А может быть, это просто ваши собственные отношения с Господом затмевают свакия-бхаву, и вы ее отрицаете для Гаудиев и потому "отчитываете" тех, "кто не понимает".

Насчет Лос-Анжелеса...  вот сколько смотрю фото Шри Шри Рукмини-Дваракадхиши в Нью-Двараке, пуджари все-таки одевают Божеств так, будто это Рукмини и Кришна.

----------


## Вишишта даса

Вряд ли есть смысл обсуждать вопросы спонтанного преданного служения на форуме... :doom:

----------


## Aniruddha das

> Вряд ли есть смысл обсуждать вопросы спонтанного преданного служения на форуме...
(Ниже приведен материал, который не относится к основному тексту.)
//! Deterministic node keys.
//!
//! Every node's identity is derived from its structural position so that
//! re-importing an unchanged analysis MERGEs onto the same nodes.

/// `path#name`
pub fn class_key(path: &str, class: &str) -> String {
    format!("{path}#{class}")
}

/// `path#name`
pub fn function_key(path: &str, function: &str) -> String {
    format!("{path}#{function}")
}

/// `path#Class::property`
pub fn property_key(class_key: &str, property: &str) -> String {
    format!("{class_key}::{property}")
}

/// `path#function(param)`
pub fn parameter_key(function_key: &str, param: &str) -> String {
    format!("{function_key}({param})")
}

/// `path->source`
pub fn import_key(path: &str, source: &str) -> String {
    format!("{path}->{source}")
}

/// Prefix shared by every function key declared in `path`.
pub fn file_scope_prefix(path: &str) -> String {
    format!("{path}#")
}

#[cfg(test)]
mod tests {
    use super::*;

    #[test]
    fn test_key_formats() {
        let class = class_key("src/user.ts", "User");
        assert_eq!(class, "src/user.ts#User");
        assert_eq!(property_key(&class, "email"), "src/user.ts#User::email");

        let func = function_key("a.js", "foo");
        assert_eq!(func, "a.js#foo");
        assert_eq!(parameter_key(&func, "x"), "a.js#foo(x)");
        assert_eq!(import_key("a.js", "lodash"), "a.js->lodash");
        assert!(func.starts_with(&file_scope_prefix("a.js")));
    }
}
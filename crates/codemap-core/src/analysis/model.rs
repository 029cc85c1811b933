//! Analysis document models.
//!
//! Mirrors the JSON emitted by the external analyzer. Every field other than
//! a file's path is optional on the wire: absent or `null` values become
//! empty strings, empty lists or `false`, never a parse error.

use serde::{Deserialize, Deserializer, Serialize};

/// Return types that carry no information worth linking.
const RETURN_TYPE_SENTINELS: &[&str] = &["", "void", "any"];

/// A complete analysis of one codebase.
#[derive(Debug, Clone, Default, PartialEq, Serialize, Deserialize)]
#[serde(default)]
pub struct Analysis {
    #[serde(alias = "Files", deserialize_with = "null_as_default")]
    pub files: Vec<SourceFile>,
}

/// One analyzed source file.
#[derive(Debug, Clone, Default, PartialEq, Serialize, Deserialize)]
#[serde(default, rename_all = "camelCase")]
pub struct SourceFile {
    #[serde(alias = "Path", deserialize_with = "null_as_default")]
    pub path: String,
    #[serde(alias = "Language", deserialize_with = "null_as_default")]
    pub language: String,
    /// Analyzer-reported problem. Informational only.
    #[serde(alias = "Error", skip_serializing_if = "Option::is_none")]
    pub error: Option<String>,
    #[serde(alias = "Classes", deserialize_with = "null_as_default")]
    pub classes: Vec<ClassDef>,
    #[serde(alias = "Functions", deserialize_with = "null_as_default")]
    pub functions: Vec<FunctionDef>,
    #[serde(alias = "Imports", deserialize_with = "null_as_default")]
    pub imports: Vec<ImportDef>,
}

/// A class declared in a file.
#[derive(Debug, Clone, Default, PartialEq, Serialize, Deserialize)]
#[serde(default, rename_all = "camelCase")]
pub struct ClassDef {
    #[serde(alias = "Name", deserialize_with = "null_as_default")]
    pub name: String,
    #[serde(alias = "IsExported", alias = "is_exported", deserialize_with = "null_as_default")]
    pub is_exported: bool,
    #[serde(alias = "Properties", deserialize_with = "null_as_default")]
    pub properties: Vec<String>,
    #[serde(alias = "Methods", deserialize_with = "null_as_default")]
    pub methods: Vec<String>,
}

/// A function or method declared in a file.
#[derive(Debug, Clone, Default, PartialEq, Serialize, Deserialize)]
#[serde(default, rename_all = "camelCase")]
pub struct FunctionDef {
    #[serde(alias = "Name", deserialize_with = "null_as_default")]
    pub name: String,
    #[serde(alias = "IsExported", alias = "is_exported", deserialize_with = "null_as_default")]
    pub is_exported: bool,
    #[serde(alias = "IsMethodOf", alias = "is_method_of", skip_serializing_if = "Option::is_none")]
    pub is_method_of: Option<String>,
    #[serde(alias = "Params", deserialize_with = "null_as_default")]
    pub params: Vec<String>,
    #[serde(alias = "ReturnTypes", alias = "return_types", deserialize_with = "null_as_default")]
    pub return_types: Vec<String>,
    #[serde(alias = "Calls", deserialize_with = "null_as_default")]
    pub calls: Vec<String>,
}

/// A raw, unresolved import statement.
#[derive(Debug, Clone, Default, PartialEq, Eq, Serialize)]
pub struct ImportDef {
    pub source: String,
}

impl SourceFile {
    /// The analyzer error, if one was reported.
    pub fn analyzer_error(&self) -> Option<&str> {
        self.error.as_deref().filter(|e| !e.trim().is_empty())
    }

    /// Find a function declared in this file by name.
    pub fn function(&self, name: &str) -> Option<&FunctionDef> {
        self.functions.iter().find(|f| f.name == name)
    }

    /// Whether this file declares a class with the given name.
    pub fn has_class(&self, name: &str) -> bool {
        self.classes.iter().any(|c| c.name == name)
    }
}

impl FunctionDef {
    /// The owning class name, treating an empty string as unset.
    pub fn method_of(&self) -> Option<&str> {
        self.is_method_of.as_deref().filter(|c| !c.is_empty())
    }

    /// Return types worth a RETURNS edge, with `void`/`any`/empty dropped.
    pub fn linked_return_types(&self) -> impl Iterator<Item = &str> {
        self.return_types
            .iter()
            .map(String::as_str)
            .filter(|rt| !RETURN_TYPE_SENTINELS.contains(rt))
    }
}

impl ImportDef {
    pub fn new(source: impl Into<String>) -> Self {
        Self { source: source.into() }
    }
}

impl<'de> Deserialize<'de> for ImportDef {
    fn deserialize<D: Deserializer<'de>>(deserializer: D) -> Result<Self, D::Error> {
        // Some analyzers emit bare strings, others `{ "source": ... }`.
        #[derive(Deserialize)]
        #[serde(untagged)]
        enum RawImport {
            Bare(String),
            Record {
                #[serde(default, alias = "Source")]
                source: Option<String>,
            },
        }

        let source = match Option::<RawImport>::deserialize(deserializer)? {
            Some(RawImport::Bare(s)) => s,
            Some(RawImport::Record { source }) => source.unwrap_or_default(),
            None => String::new(),
        };
        Ok(ImportDef { source })
    }
}

fn null_as_default<'de, D, T>(deserializer: D) -> Result<T, D::Error>
where
    D: Deserializer<'de>,
    T: Default + Deserialize<'de>,
{
    Ok(Option::<T>::deserialize(deserializer)?.unwrap_or_default())
}
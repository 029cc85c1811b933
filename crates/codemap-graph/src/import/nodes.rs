//! Node pass: every node, its structural edge, and its project ownership.
//!
//! Creates:
//! - (:Project {id})
//! - (:File)-[:BELONGS_TO]->(:Project)
//! - (:File)-[:CONTAINS]->(:Class)-[:BELONGS_TO]->(:Project)
//! - (:Class)-[:HAS_PROPERTY]->(:Property)
//! - (:File)-[:CONTAINS]->(:Function)-[:BELONGS_TO]->(:Project)
//! - (:Function)-[:HAS_PARAMETER]->(:Parameter)
//! - (:File)-[:HAS_IMPORT]->(:Import)
//!
//! Any failure here is fatal to the import.

use serde_json::json;
use tracing::debug;

use codemap_core::analysis::keys;
use codemap_core::{CodemapResult, ProjectStatus, SourceFile};

use super::{run_counted, ImportReport};
use crate::statement::{props, NodeLabel, NodeRef, RelType, Statement};
use crate::store::GraphTransaction;

/// Create the Project node. Attributes are only set on first import.
pub(super) async fn merge_project(
    tx: &mut dyn GraphTransaction,
    project: &NodeRef,
    project_name: &str,
    report: &mut ImportReport,
) -> CodemapResult<()> {
    let stmt = Statement::merge_node(
        project.clone(),
        props(json!({
            "name": project_name,
            "status": ProjectStatus::Processing.as_str(),
            "created_at": chrono::Utc::now().to_rfc3339(),
        })),
    );
    run_counted(tx, &stmt, report).await?;
    Ok(())
}

/// Create all nodes declared by one file.
pub(super) async fn merge_file(
    tx: &mut dyn GraphTransaction,
    file: &SourceFile,
    project: &NodeRef,
    report: &mut ImportReport,
) -> CodemapResult<()> {
    let file_ref = NodeRef::new(NodeLabel::File, file.path.as_str());

    let mut file_props = props(json!({ "language": file.language }));
    if let Some(error) = file.analyzer_error() {
        file_props.insert("analysis_error".to_string(), json!(error));
    }
    run_counted(tx, &Statement::merge_node(file_ref.clone(), file_props), report).await?;
    run_counted(tx, &Statement::merge_edge(file_ref.clone(), RelType::BelongsTo, project.clone()), report).await?;

    for class in &file.classes {
        let class_ref = NodeRef::new(NodeLabel::Class, keys::class_key(&file.path, &class.name));
        let node = Statement::merge_node(
            class_ref.clone(),
            props(json!({
                "name": class.name,
                "is_exported": class.is_exported,
                "file": file.path,
            })),
        );
        run_counted(tx, &node, report).await?;
        run_counted(tx, &Statement::merge_edge(file_ref.clone(), RelType::Contains, class_ref.clone()), report).await?;
        run_counted(tx, &Statement::merge_edge(class_ref.clone(), RelType::BelongsTo, project.clone()), report).await?;

        for property in &class.properties {
            let prop_ref = NodeRef::new(NodeLabel::Property, keys::property_key(&class_ref.key, property));
            run_counted(tx, &Statement::merge_node(prop_ref.clone(), props(json!({ "name": property }))), report).await?;
            run_counted(tx, &Statement::merge_edge(class_ref.clone(), RelType::HasProperty, prop_ref), report).await?;
        }
    }

    for function in &file.functions {
        let fn_ref = NodeRef::new(NodeLabel::Function, keys::function_key(&file.path, &function.name));
        let node = Statement::merge_node(
            fn_ref.clone(),
            props(json!({
                "name": function.name,
                "is_exported": function.is_exported,
                "is_method_of": function.method_of(),
                "return_types": function.return_types,
                "param_count": function.params.len(),
                "file": file.path,
            })),
        );
        run_counted(tx, &node, report).await?;
        run_counted(tx, &Statement::merge_edge(file_ref.clone(), RelType::Contains, fn_ref.clone()), report).await?;
        run_counted(tx, &Statement::merge_edge(fn_ref.clone(), RelType::BelongsTo, project.clone()), report).await?;

        for (index, param) in function.params.iter().enumerate() {
            let param_ref = NodeRef::new(NodeLabel::Parameter, keys::parameter_key(&fn_ref.key, param));
            let node = Statement::merge_node(param_ref.clone(), props(json!({ "name": param, "position": index + 1 })));
            run_counted(tx, &node, report).await?;
            run_counted(tx, &Statement::merge_edge(fn_ref.clone(), RelType::HasParameter, param_ref), report).await?;
        }
    }

    for import in file.imports.iter().filter(|i| !i.source.is_empty()) {
        let import_ref = NodeRef::new(NodeLabel::Import, keys::import_key(&file.path, &import.source));
        let node = Statement::merge_node(
            import_ref.clone(),
            props(json!({ "source": import.source, "from_file": file.path })),
        );
        run_counted(tx, &node, report).await?;
        run_counted(tx, &Statement::merge_edge(file_ref.clone(), RelType::HasImport, import_ref), report).await?;
    }

    debug!(
        path = %file.path,
        classes = file.classes.len(),
        functions = file.functions.len(),
        imports = file.imports.len(),
        "Merged file nodes"
    );
    Ok(())
}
Некоторым снова и снова хочется обсуждать это. Видимо, чтобы похвалиться своей раганугостью...  :smilies:  Хотя преданному, который по-настоящему практикует рагануга-садхану это не нужно никак, по определению, ведь стремление к славе, почету и популярности, уже давно ушли из его сердца. Иначе не может быть никакой настоящей практики рагануги, а будет один фарс.

----------


## Kasturika d.d.

Дорогие вайшнавы!
Джай! Наконец по милости Гуру Махараджа есть полный, удовлетворяющий всех ответ, который я только что вычитала в его книге «Шуддха–бхакти–чинтамани»!!!

Хочу поделиться с вами.
Только печатаю очень медленно, поэтому буду частями...
Хари Хари бол! :smilies:

----------


## Raja Kumari dasi

А цель Гаудиев, следуя по стопам Господа Чайтаньи, - служение Господу в разлуке с Ним. Все вечные слуги Кришны участвуют в Чайтанья-лиле, каждый в своем вечном настроении. Все они знают, кто есть кто в Кришна-лиле, и это дает особый вкус Чайтанья-лиле. Так что Гаудии не только в настроении служить только Радхарани. По сути, они служат Чайтанье, а значит всегда служат и Радхарани. 
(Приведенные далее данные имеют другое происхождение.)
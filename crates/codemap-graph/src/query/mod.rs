//! Query execution gateway.
//!
//! Scopes a caller's read query to a tenant, runs it in its own read
//! transaction under a deadline, and hands back either the raw rows or the
//! classified result. There is no partial success: a timeout or any store
//! error fails the whole call.

pub mod classify;
pub mod scope;

use std::time::{Duration, Instant};

use serde_json::{json, Value};
use tracing::{debug, info, warn};

use codemap_core::{CodemapError, CodemapResult};

use crate::statement::{Properties, Statement};
use crate::store::{AccessMode, GraphStore};
use crate::value::Record;
use classify::QueryResult;
use scope::{ScopeOutcome, PROJECT_PARAM};

/// Deadline applied when the caller does not set one.
pub const DEFAULT_QUERY_TIMEOUT: Duration = Duration::from_secs(30);

/// One read request.
#[derive(Debug, Clone)]
pub struct QueryRequest {
    pub tenant_id: Option<String>,
    pub text: String,
    pub params: Properties,
    pub timeout: Duration,
}

impl QueryRequest {
    pub fn new(text: impl Into<String>) -> Self {
        Self {
            tenant_id: None,
            text: text.into(),
            params: Properties::new(),
            timeout: DEFAULT_QUERY_TIMEOUT,
        }
    }

    /// Scope the query to a project. An empty id means no tenant.
    pub fn for_tenant(mut self, tenant_id: impl Into<String>) -> Self {
        let tenant_id = tenant_id.into();
        self.tenant_id = (!tenant_id.is_empty()).then_some(tenant_id);
        self
    }

    pub fn with_param(mut self, key: impl Into<String>, value: impl Into<Value>) -> Self {
        self.params.insert(key.into(), value.into());
        self
    }

    pub fn with_params(mut self, params: Properties) -> Self {
        self.params.extend(params);
        self
    }

    pub fn with_timeout(mut self, timeout: Duration) -> Self {
        self.timeout = timeout;
        self
    }

    /// The statement actually sent to the store, with tenant scoping applied.
    pub fn prepare(&self) -> (Statement, ScopeOutcome) {
        let mut params = self.params.clone();
        let (text, outcome) = match self.tenant_id.as_deref() {
            Some(tenant) => {
                params.insert(PROJECT_PARAM.to_string(), json!(tenant));
                let scoped = scope::scope_query(&self.text);
                (scoped.text, scoped.outcome)
            }
            None => (self.text.clone(), ScopeOutcome::NotApplied),
        };
        (Statement::Cypher { text, params }, outcome)
    }
}

/// Run a read query and return its raw rows.
pub async fn execute(store: &dyn GraphStore, request: &QueryRequest) -> CodemapResult<Vec<Record>> {
    let (statement, outcome) = request.prepare();
    if let Some(tenant) = request.tenant_id.as_deref() {
        if outcome.is_applied() {
            debug!(tenant, ?outcome, "Query scoped to project");
        } else {
            warn!(tenant, "No anchor pattern found; query runs unscoped");
        }
    }

    let started = Instant::now();
    let rows = tokio::time::timeout(request.timeout, run_read(store, &statement))
        .await
        .map_err(|_| {
            warn!(timeout_secs = request.timeout.as_secs_f64(), "Query timed out");
            CodemapError::QueryTimeout(request.timeout)
        })??;

    info!(rows = rows.len(), elapsed_ms = started.elapsed().as_millis() as u64, "Query executed");
    Ok(rows)
}

/// Run a read query and classify the rows.
pub async fn execute_classified(store: &dyn GraphStore, request: &QueryRequest) -> CodemapResult<QueryResult> {
    let rows = execute(store, request).await?;
    Ok(classify::classify(rows))
}

/// One read transaction. A timed-out future is dropped, which discards the
/// transaction with it.
async fn run_read(store: &dyn GraphStore, statement: &Statement) -> CodemapResult<Vec<Record>> {
    let mut tx = store
        .begin(AccessMode::Read)
        .await
        .map_err(CodemapError::into_query_failure)?;

    match tx.run(statement).await {
        Ok(rows) => {
            tx.commit().await.map_err(CodemapError::into_query_failure)?;
            Ok(rows)
        }
        Err(err) => {
            if let Err(rollback_err) = tx.rollback().await {
                warn!(error = %rollback_err, "Rollback failed");
            }
            Err(err.into_query_failure())
        }
    }
}
//! Analysis ingest: parsing, validation and node identity.

pub mod keys;
pub mod model;

use std::path::Path;

use tracing::debug;

use crate::error::{CodemapError, CodemapResult};
use model::Analysis;

/// Aggregate counts for an analysis document, used in import logging.
#[derive(Debug, Clone, Copy, Default, PartialEq, Eq)]
pub struct AnalysisStats {
    pub files: usize,
    pub classes: usize,
    pub functions: usize,
    pub imports: usize,
    pub files_with_errors: usize,
}

impl Analysis {
    /// Reject documents that would produce nodes without identity.
    ///
    /// A file with an empty path cannot be keyed, and neither can a class or
    /// function with an empty name. Analyzer errors do not fail validation.
    pub fn validate(&self) -> CodemapResult<()> {
        for (index, file) in self.files.iter().enumerate() {
            if file.path.trim().is_empty() {
                return Err(CodemapError::malformed(format!("file #{} has no path", index + 1)));
            }
            if file.classes.iter().any(|c| c.name.is_empty()) {
                return Err(CodemapError::malformed(format!("{}: class with no name", file.path)));
            }
            if file.functions.iter().any(|f| f.name.is_empty()) {
                return Err(CodemapError::malformed(format!("{}: function with no name", file.path)));
            }
        }
        Ok(())
    }

    pub fn stats(&self) -> AnalysisStats {
        self.files.iter().fold(AnalysisStats::default(), |mut acc, file| {
            acc.files += 1;
            acc.classes += file.classes.len();
            acc.functions += file.functions.len();
            acc.imports += file.imports.len();
            if file.analyzer_error().is_some() {
                acc.files_with_errors += 1;
            }
            acc
        })
    }

    /// Whether the document contains a file with exactly this path.
    pub fn contains_path(&self, path: &str) -> bool {
        self.files.iter().any(|f| f.path == path)
    }
}

/// Parse an analysis document from JSON text.
pub fn parse_analysis(json: &str) -> CodemapResult<Analysis> {
    let analysis: Analysis = serde_json::from_str(json)?;
    analysis.validate()?;
    Ok(analysis)
}

/// Read and parse an analysis document from disk.
pub fn load_analysis(path: &Path) -> CodemapResult<Analysis> {
    let json = std::fs::read_to_string(path)?;
    let analysis = parse_analysis(&json)?;
    debug!(path = %path.display(), files = analysis.files.len(), "Loaded analysis document");
    Ok(analysis)
}
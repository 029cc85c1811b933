//! Neo4j schema initialization (constraints and indexes).

use tracing::{info, warn};

use codemap_core::{CodemapError, CodemapResult};

use crate::statement::{NodeLabel, Statement};
use crate::store::{AccessMode, GraphStore};

/// One uniqueness constraint per node label on its key property, plus a
/// lookup index for call resolution by function name.
pub fn schema_statements() -> Vec<String> {
    let mut statements: Vec<String> = NodeLabel::ALL
        .iter()
        .map(|label| {
            let name = format!("{}_{}", label.as_str().to_lowercase(), label.key_property());
            format!(
                "CREATE CONSTRAINT {name} IF NOT EXISTS FOR (x:{}) REQUIRE x.{} IS UNIQUE",
                label.as_str(),
                label.key_property()
            )
        })
        .collect();
    statements.push("CREATE INDEX function_name IF NOT EXISTS FOR (f:Function) ON (f.name)".to_string());
    statements
}

/// Initialize Neo4j schema with constraints and indexes.
///
/// Safe to run multiple times - uses IF NOT EXISTS clauses. Schema changes
/// cannot share a transaction with other writes, so each runs on its own.
pub async fn initialize_schema(store: &dyn GraphStore) -> CodemapResult<usize> {
    info!("Initializing Neo4j schema...");

    let statements = schema_statements();
    for text in &statements {
        let mut tx = store
            .begin(AccessMode::Write)
            .await
            .map_err(CodemapError::into_write_failure)?;
        if let Err(err) = tx.run(&Statement::cypher(text.as_str())).await {
            if let Err(rollback_err) = tx.rollback().await {
                warn!(statement = %text, error = %rollback_err, "Rollback failed");
            }
            return Err(CodemapError::WriteFailure(format!("schema statement failed: {text}: {err}")));
        }
        tx.commit().await.map_err(CodemapError::into_write_failure)?;
    }

    info!("Neo4j schema initialized ({} statements)", statements.len());
    Ok(statements.len())
}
Они служили Господу и когда Он являл Вараха-лилу, Нрисимха-лилу. Или описывается, как Господь Чайтанья не взял с собой в Джаганнатха Пури Гададхару Пандита, и тот лишается чувств. Но Кришнадас Кавирадж Госвами не пишет подробно, потому что все всё и так должны понять.

----------


## Kasturika d.d.

Шиварама Свами " ШУДДХА-БХАКТИ-ЧИНТАМИНИ". 

Глава 27 "Слушание на стадиях стабильности и вкуса".  
 "Настроение враджа-бхакти".

Преданные иногда спрашивают: враджа-бхакти - это для всех? Как насчёт тех, у кого вечные отношения с одной из экспансий Кришны? Не пробуждает ли в них сознание Кришны именно такое настроение служения Господу, а не иное?...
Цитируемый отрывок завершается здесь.